Ale nie – Plaku dostał od Komisji Ligi po kieszeni za to, że pojechał do PZPN. Przecież to się w głowie nie mieści. Podobnego cyrku nie zrobiliby ani w Zalewskim, ani w Koronie, ani nawet w Monte Carlo. Dziesięć tysięcy złotych kary. Śląsk wnioskował o… trzydzieści. Miłosierna Komisja Ligi spuściła z tonu, ale sam fakt, że przyklepała roszczenia klubu jest jakimś nieśmiesznym żartem. Plaku stawiał się na każdym zebraniu, a PZPN o terminie informował i piłkarza, i klub z tygodniowym wyprzedzeniem. Dodatkowego maila do Śląska wysyłał też sam piłkarz, tak na wszelki wypadek. Wtedy zrobił podobnie, w dzień poprzedzający, ok. 19. Nie stawił się na porannym treningu, bo – jak mniemamy – prawdopodobnie nie opanował jeszcze umiejętności bilokacji. Na temat sprawy można mieć różne zdania. Że leser, że co to za niewolnik za kilkadziesiąt tysięcy miesięcznie, ale ta kara, kompletnie bezpodstawna, powinna być szokująca dla obu stron.

Wczoraj Przegląd Sportowy podał informację o tym, że Komisja Ligi obciążyła Albańczyka łączną kwotą 40 tys. złotych za udzielenie niewygodnego dla klubu wywiadu dla Sport.pl – podkreślmy – już po rozwiązaniu kontraktu. Potem sprawę sprostowano, ale i tak wydała się nam na tyle dziwna, że zadzwoniliśmy do prawnika Plaku – Marcina Kwietnia.

Reklama

Krótka zajawka dla tych, którzy nie czytali wspomnianego wywiadu. Plaku wypłakał się, opowiadając o tym, że był niewolnikiem Śląska. Że nie chciał rozwiązać, ani obniżyć kontraktu i za to został zesłany karnie do klubu Kokosa, gdzie kazano mu stawiać się w klubie codziennie o 7:15 rano na treningi indywidualne, podczas których biegał po 10km. Brał też udział w akcjach marketingowych, rozdając klubowe gazetki i tak dalej…

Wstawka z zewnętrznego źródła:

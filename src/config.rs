//! Simulation parameters.
//!
//! Configuration can be loaded from TOML, every field is optional:
//!
//! ```toml
//! readers = 5
//! writers = 1
//! duration_ms = 10000
//! seed = 42
//!
//! [timings.write_work]
//! min_ms = 100
//! max_ms = 200
//! ```

use std::fs;
use std::path::Path;
use std::time::Duration;

use rand::Rng;
use serde::{Deserialize, Serialize};

use crate::error::{Error, Result};

/// An inclusive range of delays to pick uniformly from.
#[derive(Debug, Clone, Copy, PartialEq, Eq, Serialize, Deserialize)]
pub struct DelayRange {
    /// Shortest delay in milliseconds.
    pub min_ms: u64,
    /// Longest delay in milliseconds.
    pub max_ms: u64,
}

impl DelayRange {
    /// Construct a new delay range in milliseconds.
    pub const fn new(min_ms: u64, max_ms: u64) -> Self {
        Self { min_ms, max_ms }
    }

    /// Pick a delay from the range.
    pub fn sample<R>(&self, rng: &mut R) -> Duration
    where
        R: Rng + ?Sized,
    {
        let min = self.min_ms.saturating_mul(1_000_000);
        let max = self.max_ms.saturating_mul(1_000_000);

        if min >= max {
            return Duration::from_nanos(min);
        }

        Duration::from_nanos(rng.gen_range(min..=max))
    }
}

/// Simulated work and think times of the drivers.
#[derive(Debug, Clone, Copy, PartialEq, Eq, Serialize, Deserialize)]
#[serde(default)]
pub struct Timings {
    /// Time a reader spends inside the read section.
    pub read_work: DelayRange,
    /// Time a reader sleeps after finishing a read.
    pub read_think: DelayRange,
    /// Time a writer spends holding exclusive access.
    pub write_work: DelayRange,
    /// Time a writer sleeps after finishing a write.
    pub write_think: DelayRange,
}

impl Default for Timings {
    fn default() -> Self {
        Self {
            read_work: DelayRange::new(1000, 2000),
            read_think: DelayRange::new(2000, 4000),
            write_work: DelayRange::new(1500, 2500),
            write_think: DelayRange::new(3000, 5000),
        }
    }
}

impl Timings {
    /// Scale every delay by `numerator / denominator`, useful to run the
    /// reference workload faster.
    pub fn scaled(self, numerator: u64, denominator: u64) -> Self {
        let scale = |range: DelayRange| DelayRange {
            min_ms: range.min_ms * numerator / denominator.max(1),
            max_ms: range.max_ms * numerator / denominator.max(1),
        };

        Self {
            read_work: scale(self.read_work),
            read_think: scale(self.read_think),
            write_work: scale(self.write_work),
            write_think: scale(self.write_think),
        }
    }
}

/// Parameters of one simulation run.
#[derive(Debug, Clone, PartialEq, Eq, Serialize, Deserialize)]
#[serde(default)]
pub struct SimulationConfig {
    /// Number of reader drivers.
    pub readers: usize,
    /// Number of writer drivers.
    pub writers: usize,
    /// How long drivers keep starting new operations.
    pub duration_ms: u64,
    /// Driver delays.
    pub timings: Timings,
    /// Number of events retained for export, unbounded if not set.
    pub event_capacity: Option<usize>,
    /// Number of snapshots queued between drains, unbounded if not set.
    pub metrics_capacity: Option<usize>,
    /// Seed for deterministic driver delays.
    pub seed: Option<u64>,
}

impl Default for SimulationConfig {
    fn default() -> Self {
        Self {
            readers: 3,
            writers: 2,
            duration_ms: 15_000,
            timings: Timings::default(),
            event_capacity: None,
            metrics_capacity: None,
            seed: None,
        }
    }
}

impl SimulationConfig {
    /// Construct a configuration with the given actor counts and duration,
    /// and default timings.
    pub fn new(readers: usize, writers: usize, duration: Duration) -> Self {
        Self {
            readers,
            writers,
            duration_ms: duration_ms(duration),
            ..Self::default()
        }
    }

    /// Set how long drivers keep starting new operations.
    ///
    /// Durations are stored in whole milliseconds, rounded up so that a
    /// positive duration never becomes zero.
    pub fn set_duration(&mut self, duration: Duration) {
        self.duration_ms = duration_ms(duration);
    }

    /// Parse a configuration from TOML.
    pub fn from_toml_str(input: &str) -> Result<Self> {
        let config = toml::from_str::<Self>(input)?;
        config.validate()?;
        Ok(config)
    }

    /// Load a configuration from a TOML file.
    pub fn from_path<P>(path: P) -> Result<Self>
    where
        P: AsRef<Path>,
    {
        let input = fs::read_to_string(path)?;
        Self::from_toml_str(&input)
    }

    /// How long drivers keep starting new operations.
    pub fn duration(&self) -> Duration {
        Duration::from_millis(self.duration_ms)
    }

    /// Check that the configuration describes a runnable simulation.
    pub fn validate(&self) -> Result<()> {
        if self.readers == 0 && self.writers == 0 {
            return Err(Error::Configuration(
                "at least one reader or writer is required".into(),
            ));
        }

        if self.duration_ms == 0 {
            return Err(Error::Configuration("duration must be positive".into()));
        }

        if self.event_capacity == Some(0) {
            return Err(Error::Configuration(
                "event capacity must be positive".into(),
            ));
        }

        if self.metrics_capacity == Some(0) {
            return Err(Error::Configuration(
                "metrics capacity must be positive".into(),
            ));
        }

        let ranges = [
            ("read_work", self.timings.read_work),
            ("read_think", self.timings.read_think),
            ("write_work", self.timings.write_work),
            ("write_think", self.timings.write_think),
        ];

        for (name, range) in ranges {
            if range.min_ms > range.max_ms {
                return Err(Error::Configuration(format!(
                    "{name}: min_ms ({}) is greater than max_ms ({})",
                    range.min_ms, range.max_ms
                )));
            }
        }

        Ok(())
    }
}

fn duration_ms(duration: Duration) -> u64 {
    let mut ms = duration.as_millis();

    if duration.subsec_nanos() % 1_000_000 != 0 {
        ms += 1;
    }

    u64::try_from(ms).unwrap_or(u64::MAX)
}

– Rzeczywiście, kara została nałożona, ale nie ma to nic wspólnego z żadnym wywiadem. To jakaś kompletna bzdura. W czasie obowiązywania kontraktu zawodnik nie rozmawiał z prasą, bo znał zapisy kontraktu i wiedział czym to grozi. Umowa została rozwiązana nie na warunkach klubu, a przez PZPN, więc mój klient ma prawo do wyrażania opinii jak każdy wolny człowiek – mówi.

Z naszych informacji wynika, że w jednej z propozycji ugodowych Śląsk zawarł punkt zabraniający wypowiadania się na temat klubu, pod groźbą kary 100 tys. zł., ale ostatecznie do porozumienia nie doszło.

Okazuje się, że klub wnioskował do Komisji Ligi o łączną karę 80 tys. zł. za cztery czyny z czasu, kiedy Plaku obowiązywał jeszcze kontrakt. Ostatecznie stanęło na wspomnianych 40 tys. zł. W całości oddalone zostało roszczenie o karę 10 tys. zł. za publikację absurdalnego planu treningowego na Facebooku. Zatwierdzone sankcje to:

– 20 tys. zł. za spóźnienie się na trening
– 10 tys. zł. za wyjazd na posiedzenie Izby Rozwiązywania Sporów Sportowych przy PZPN (Śląsk wnioskował o 30 tys.)
– 10 tys. zł. za niesportowe zachowanie na jednym z treningów

Od drugiej i trzeciej prawnik Plaku zapowiada odwołanie. – Jest to werdykt nieprawomocny i sprawę skierujemy do Najwyższej Komisji Odwoławczej, szczególnie w zakresie tej drugiej kary. Moim zdaniem nie można karać zawodnika za to, że pojechał na posiedzenie we własnej sprawie, a klub o tym posiedzeniu był zresztą poinformowany.

Reklama

Lista zarzutów pod względem traktowania zawodnika jest długa i poparta papierami. – W ostatnich latach w Śląsku nie było piłkarza, który przez tak długi okres trenowałby indywidualnie. A nie było do tego żadnych podstaw. Według zawodnika nie istnieją żadne badania zawodnika wskazujące na to, że jego poziom sportowy był niższy, niż wcześniej. Plaku takie zachowanie odebrał jako szykanowanie.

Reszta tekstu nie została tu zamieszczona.